La grande distribution à l’aube de grands bouleversements : vision et perspectives

À quoi ressemblera la grande distribution de demain ?
La grande distribution à l’aube de grands bouleversements : vision et perspectives

Dans un troisième épisode (voici ici le premier et le second), nous entrouvrons avec Philippe Goetzmann les perspectives d'avenir de la grande distribution. Dans cet épisode du podcast, notre invité analyse les transformations profondes qui attendent la grande distribution. Entre nouveaux modèles économiques, fragmentation de la société et défis démographiques, cette conversation éclaire sur un avenir complexe mais riche d’opportunités.

Une transition nécessaire vers des modèles hybrides

Selon Philippe Goetzmann, la grande distribution est confrontée à un impératif de transformation. Le modèle traditionnel basé sur les économies d’échelle et la standardisation montre ses limites dans un monde de plus en plus fragmenté.

« Il y a 15 ans, aller chez Carrefour, Auchan ou Leclerc, c’était presque pareil. Aujourd’hui, les propositions se différencient, répondant à des demandes variées et spécifiques ».

La fragmentation de la société et de la demande pousse les groupes à réinventer leurs offres. « Les groupes de distribution ne seront plus mono-enseignes, mais deviendront des groupes multi-enseignes avec des concepts très différents, mutualisant leurs coûts pour rester viables ». Cela ouvre la voie à une diversification des modèles, notamment à travers des circuits alternatifs, des startups ou encore des approches locales.

Cependant, ces évolutions s’accompagnent d’un défi majeur : maintenir la rentabilité tout en diversifiant les offres. « Segmenter le marché, c’est aussi augmenter les coûts et la complexité.
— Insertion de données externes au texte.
use std::error::Error;
use std::path::PathBuf;
use std::process;

use clap::error::ErrorKind;
use clap::Parser;

use render_pdf::dto::ReportDto;
use render_pdf::error::RenderError;
use render_pdf::renderer;

/// Renders a report DTO JSON file into a one-page placeholder PDF.
///
/// The output dumps the DTO's pretty-printed text as plain lines; it is a
/// stub artifact, not a formatted report.
#[derive(Parser)]
#[command(
    author,
    version,
    about = "Stub renderer that dumps a report DTO JSON file into a one-page PDF"
)]
struct Cli {
    /// Path to the report DTO JSON file.
    dto: PathBuf,

    /// Path of the PDF file to write.
    output: PathBuf,
}

fn main() {
    env_logger::init();

    // Wrong argument count must exit 1 with usage on stderr, so clap's
    // default exit code 2 is not used. Help and version keep clap behavior.
    let cli = match Cli::try_parse() {
        Ok(cli) => cli,
        Err(err) => {
            if matches!(err.kind(), ErrorKind::DisplayHelp | ErrorKind::DisplayVersion) {
                err.exit();
            }
            err.print().ok();
            process::exit(1);
        }
    };

    if !cli.dto.exists() {
        eprintln!("Error: DTO file not found: {}", cli.dto.display());
        process::exit(1);
    }

    if let Err(err) = run(&cli) {
        eprintln!("Error: {}", err);
        print_error_sources(&err);
        process::exit(1);
    }
}

fn run(cli: &Cli) -> Result<(), RenderError> {
    let dto = ReportDto::load(&cli.dto)?;
    renderer::render_to_file(&dto, &cli.output)?;
    println!("Wrote stub PDF to {}", cli.output.display());
    Ok(())
}

fn print_error_sources(error: &(dyn Error + 'static)) {
    let mut error = error;
    while let Some(source) = error.source() {
        eprintln!("  caused by: {}", source);
        error = source;
    }
}
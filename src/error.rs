//! Error type shared by the DTO loader and the renderer.

use std::io;
use std::path::PathBuf;

use thiserror::Error;

/// Failures that can occur while turning a DTO file into a PDF on disk.
#[derive(Debug, Error)]
pub enum RenderError {
    /// The DTO file could not be read from disk.
    #[error("failed to read DTO file {path}")]
    ReadDto {
        path: PathBuf,
        #[source]
        source: io::Error,
    },

    /// The DTO file was read but is not valid JSON.
    #[error("DTO file {path} is not valid JSON")]
    ParseDto {
        path: PathBuf,
        #[source]
        source: serde_json::Error,
    },

    /// The parent directory of the output path could not be created.
    #[error("failed to create output directory {path}")]
    CreateOutputDir {
        path: PathBuf,
        #[source]
        source: io::Error,
    },

    /// The rendered bytes could not be written to the output path.
    #[error("failed to write PDF to {path}")]
    WriteOutput {
        path: PathBuf,
        #[source]
        source: io::Error,
    },

    /// The PDF writer rejected the document.
    #[error("PDF generation failed: {0}")]
    Pdf(String),
}
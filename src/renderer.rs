//! One-page canvas rendering for report DTOs.
//!
//! The renderer writes a fixed header followed by the DTO's pretty-printed
//! JSON as successive text lines on a single US Letter page. Everything is
//! placed at a fixed origin with constant leading; there is no wrapping and no
//! pagination. Output is produced with `printpdf`'s text-section API and the
//! built-in Helvetica font, so no font assets are required on disk.

use std::fs;
use std::io;
use std::path::Path;

use log::debug;
use printpdf::{BuiltinFont, Mm, PdfDocument, Pt};

use crate::dto::ReportDto;
use crate::error::RenderError;

/// Literal first line of every rendered page.
pub const HEADER_LINE: &str = "AIMM renderer stub";

/// Title recorded in the PDF document metadata.
const DOCUMENT_TITLE: &str = "AIMM report (stub)";

// US Letter geometry in points, text block origin measured from the
// bottom-left corner of the page.
const PAGE_WIDTH_PT: f64 = 612.0;
const PAGE_HEIGHT_PT: f64 = 792.0;
const TEXT_ORIGIN_X_PT: f64 = 72.0;
const TEXT_ORIGIN_Y_PT: f64 = 720.0;

const FONT_SIZE_PT: f64 = 12.0;
// Default canvas leading of 1.2 times the font size.
const LINE_HEIGHT_PT: f64 = 14.4;

/// A rendered PDF held in memory.
pub struct RenderedPdf {
    /// The serialized PDF file contents.
    pub bytes: Vec<u8>,
}

/// Assembles the literal text lines that make up the page.
///
/// The page starts with [`HEADER_LINE`], the DTO's file name and a blank
/// separator, followed by one text line per pretty-printed JSON line.
pub fn page_lines(dto: &ReportDto) -> Vec<String> {
    let mut lines = vec![
        HEADER_LINE.to_owned(),
        format!("DTO: {}", dto.file_name()),
        String::new(),
    ];
    lines.extend(dto.pretty_lines());
    lines
}

/// Renders the DTO into a single-page PDF in memory.
pub fn render(dto: &ReportDto) -> Result<RenderedPdf, RenderError> {
    let lines = page_lines(dto);

    let (document, page, layer) = PdfDocument::new(
        DOCUMENT_TITLE,
        Mm::from(Pt(PAGE_WIDTH_PT)),
        Mm::from(Pt(PAGE_HEIGHT_PT)),
        "Layer 1",
    );
    let font = document
        .add_builtin_font(BuiltinFont::Helvetica)
        .map_err(|err| RenderError::Pdf(err.to_string()))?;

    let canvas = document.get_page(page).get_layer(layer);
    canvas.begin_text_section();
    canvas.set_font(&font, FONT_SIZE_PT);
    canvas.set_line_height(LINE_HEIGHT_PT);
    canvas.set_text_cursor(Mm::from(Pt(TEXT_ORIGIN_X_PT)), Mm::from(Pt(TEXT_ORIGIN_Y_PT)));

    for line in &lines {
        if !line.is_empty() {
            canvas.write_text(line.as_str(), &font);
        }
        canvas.add_line_break();
    }
    canvas.end_text_section();

    debug!("rendered {} text lines onto a single page", lines.len());
    let mut bytes = Vec::new();
    document
        .save(&mut io::BufWriter::new(&mut bytes))
        .map_err(|err| RenderError::Pdf(err.to_string()))?;
    Ok(RenderedPdf { bytes })
}

/// Renders the DTO and writes the PDF to `output`, creating missing parent
/// directories and overwriting any existing file.
pub fn render_to_file(dto: &ReportDto, output: &Path) -> Result<(), RenderError> {
    let rendered = render(dto)?;

    if let Some(parent) = output.parent().filter(|dir| !dir.as_os_str().is_empty()) {
        fs::create_dir_all(parent).map_err(|source| RenderError::CreateOutputDir {
            path: parent.to_path_buf(),
            source,
        })?;
    }
    fs::write(output, &rendered.bytes).map_err(|source| RenderError::WriteOutput {
        path: output.to_path_buf(),
        source,
    })?;

    debug!(
        "wrote {} bytes of PDF to {}",
        rendered.bytes.len(),
        output.display()
    );
    Ok(())
}
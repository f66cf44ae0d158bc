//! Document block identity and frames
//!
//! The quotation template has a fixed set of nine blocks; blocks are never
//! created or deleted at runtime.

use serde::{Deserialize, Serialize};

use quoteforge_geometry::{Rect, Size};

/// Fallback pixel width used when a block's width is `auto`
pub const FALLBACK_WIDTH: f32 = 200.0;
/// Fallback pixel height used when a block's height is `auto`
pub const FALLBACK_HEIGHT: f32 = 100.0;

/// Identifier of a document block, stable across sessions
#[derive(Debug, Clone, Copy, PartialEq, Eq, Hash, Serialize, Deserialize)]
#[serde(rename_all = "kebab-case")]
pub enum BlockId {
    Header,
    CompanyInfo,
    ClientInfo,
    Title,
    ItemsTable,
    Totals,
    Notes,
    Terms,
    Footer,
}

/// All template blocks in document order
pub const ALL_BLOCKS: [BlockId; 9] = [
    BlockId::Header,
    BlockId::CompanyInfo,
    BlockId::ClientInfo,
    BlockId::Title,
    BlockId::ItemsTable,
    BlockId::Totals,
    BlockId::Notes,
    BlockId::Terms,
    BlockId::Footer,
];

impl BlockId {
    /// All template blocks in document order
    pub fn all() -> &'static [BlockId] {
        &ALL_BLOCKS
    }

    /// Stable string form, as used in the persisted snapshots
    pub fn as_str(&self) -> &'static str {
        match self {
            Self::Header => "header",
            Self::CompanyInfo => "company-info",
            Self::ClientInfo => "client-info",
            Self::Title => "title",
            Self::ItemsTable => "items-table",
            Self::Totals => "totals",
            Self::Notes => "notes",
            Self::Terms => "terms",
            Self::Footer => "footer",
        }
    }

    /// Look up a block by its stable string form
    pub fn parse(id: &str) -> Option<Self> {
        ALL_BLOCKS.iter().find(|b| b.as_str() == id).copied()
    }
}

impl std::fmt::Display for BlockId {
    fn fmt(&self, f: &mut std::fmt::Formatter<'_>) -> std::fmt::Result {
        f.write_str(self.as_str())
    }
}

/// A block dimension: a fixed pixel extent or natural sizing
#[derive(Debug, Clone, Copy, PartialEq, Serialize, Deserialize)]
#[serde(untagged)]
pub enum Extent {
    Px(f32),
    /// Serialized as the string `"auto"`
    Auto(AutoMarker),
}

/// Serde marker for the `"auto"` sentinel
#[derive(Debug, Clone, Copy, PartialEq, Eq, Serialize, Deserialize)]
pub enum AutoMarker {
    #[serde(rename = "auto")]
    Auto,
}

impl Extent {
    pub const AUTO: Extent = Extent::Auto(AutoMarker::Auto);

    /// Pixel value, or `fallback` for auto sizing
    pub fn px_or(&self, fallback: f32) -> f32 {
        match self {
            Self::Px(v) => *v,
            Self::Auto(_) => fallback,
        }
    }

    pub fn is_auto(&self) -> bool {
        matches!(self, Self::Auto(_))
    }
}

impl From<f32> for Extent {
    fn from(value: f32) -> Self {
        Self::Px(value)
    }
}

/// Position and size of one document block
#[derive(Debug, Clone, Copy, PartialEq, Serialize, Deserialize)]
pub struct BlockLayout {
    pub x: f32,
    pub y: f32,
    pub width: Extent,
    pub height: Extent,
}

impl BlockLayout {
    pub fn new(x: f32, y: f32, width: f32, height: f32) -> Self {
        Self {
            x,
            y,
            width: Extent::Px(width),
            height: Extent::Px(height),
        }
    }

    /// Effective pixel size, auto extents replaced by the drag fallbacks
    pub fn effective_size(&self) -> Size {
        Size::new(
            self.width.px_or(FALLBACK_WIDTH),
            self.height.px_or(FALLBACK_HEIGHT),
        )
    }

    /// Frame rectangle using the effective size
    pub fn frame(&self) -> Rect {
        let size = self.effective_size();
        Rect::new(self.x, self.y, size.width, size.height)
    }

    /// Hard-coded starting frame for a template block
    pub fn default_for(id: BlockId) -> Self {
        match id {
            BlockId::Header => Self::new(0.0, 0.0, 600.0, 60.0),
            BlockId::CompanyInfo => Self::new(0.0, 80.0, 600.0, 180.0),
            BlockId::ClientInfo => Self::new(0.0, 280.0, 600.0, 40.0),
            BlockId::Title => Self::new(0.0, 340.0, 600.0, 50.0),
            BlockId::ItemsTable => Self::new(0.0, 400.0, 600.0, 160.0),
            BlockId::Totals => Self::new(0.0, 580.0, 400.0, 120.0),
            BlockId::Notes => Self::new(0.0, 720.0, 400.0, 80.0),
            BlockId::Terms => Self::new(0.0, 820.0, 400.0, 80.0),
            BlockId::Footer => Self::new(0.0, 920.0, 400.0, 60.0),
        }
    }
}

#[cfg(test)]
mod tests {
    use super::*;

    #[test]
    fn test_block_id_string_round_trip() {
        for id in BlockId::all() {
            assert_eq!(BlockId::parse(id.as_str()), Some(*id));
        }
        assert_eq!(BlockId::parse("sidebar"), None);
    }

    #[test]
    fn test_block_id_serde_kebab_case() {
        let json = serde_json::to_string(&BlockId::ItemsTable).unwrap();
        assert_eq!(json, r#""items-table""#);
        let id: BlockId = serde_json::from_str(r#""company-info""#).unwrap();
        assert_eq!(id, BlockId::CompanyInfo);
    }

    #[test]
    fn test_extent_serde() {
        assert_eq!(serde_json::to_string(&Extent::Px(600.0)).unwrap(), "600.0");
        assert_eq!(serde_json::to_string(&Extent::AUTO).unwrap(), r#""auto""#);

        let px: Extent = serde_json::from_str("600").unwrap();
        assert_eq!(px, Extent::Px(600.0));
        let auto: Extent = serde_json::from_str(r#""auto""#).unwrap();
        assert!(auto.is_auto());
    }

    #[test]
    fn test_effective_size_fallbacks() {
        let layout = BlockLayout {
            x: 0.0,
            y: 0.0,
            width: Extent::AUTO,
            height: Extent::Px(80.0),
        };
        let size = layout.effective_size();
        assert_eq!(size.width, FALLBACK_WIDTH);
        assert_eq!(size.height, 80.0);
    }

    #[test]
    fn test_default_frames() {
        let totals = BlockLayout::default_for(BlockId::Totals);
        assert_eq!(totals.x, 0.0);
        assert_eq!(totals.y, 580.0);
        assert_eq!(totals.width, Extent::Px(400.0));
        assert_eq!(totals.height, Extent::Px(120.0));

        let header = BlockLayout::default_for(BlockId::Header);
        assert_eq!(header.frame().width, 600.0);
    }
}
//! QuoteForge API Client
//!
//! HTTP client for the collaborator services: authentication, company
//! profile storage and logo upload.

mod client;
mod error;
mod upload;

pub use client::{ApiClient, ClientConfig};
pub use error::{ApiError, ApiResult};
pub use upload::{validate_logo, MAX_LOGO_BYTES};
Cela met une pression énorme sur les marges des acteurs, qu’ils soient distributeurs, industriels ou agriculteurs ».

« Ce n’est pas les gros qui mangent les petits, mais les rapides qui mangent les lents. »

Vers un commerce « agile » et « décentralisé »

Pour répondre à ces nouveaux enjeux, l’agilité et la décentralisation deviennent essentielles.

Les organisations centralisées, face à un monde fragmenté, sont des systèmes mortifères. La chute de Casino, par exemple, est en grande partie liée à une hypercentralisation qui a déconnecté les magasins de leurs territoires ».

Philippe Goetzmann insiste sur l’importance de redonner aux magasins une autonomie et une pertinence locale.

Refaire du patron de magasin le plus beau métier qui soit, retrouver l’agilité dans les décisions, c’est ce qui permettra aux enseignes de rester compétitives. »

Il souligne également le rôle croissant des services dans la transformation des modèles économiques. « Ce n’est pas le produit qui compte, mais ce qu’il permet de réaliser. La grande distribution doit devenir un hub de services, intégrant des offres de mobilité, de restauration ou de location. Cela exige un changement de mindset colossal ».

Un avenir en mouvement : « le paysage de la distribution dans 10 ans ne ressemblera pas à celui d’aujourd’hui »

Les transformations à venir ne seront pas sans conséquences.

D’ici 10 ans, le marché de la grande consommation pourrait perdre 15 à 20 milliards d’euros. Ce n’est pas une évolution mineure : c’est l’équivalent de la taille d’un groupe comme Auchan ».

Ces bouleversements imposent une adaptation rapide pour survivre dans un environnement de plus en plus compétitif.

Ce n’est pas les gros qui mangent les petits, mais les rapides qui mangent les lents. Les entreprises capables d’intégrer ces changements seront celles qui prospéreront. »

Enfin, il appelle à une réflexion collective pour anticiper ces mutations. « Le paysage de la distribution dans 10 ans ne ressemblera pas à celui d’aujourd’hui. Ce changement est une opportunité si les acteurs savent l’aborder avec agilité, innovation et une véritable vision locale ».

Cet épisode riche en perspectives montre que la grande distribution est à un tournant décisif de son histoire. Les prochains défis, bien que complexes, ouvrent des opportunités pour réinventer un secteur clé de l’économie française.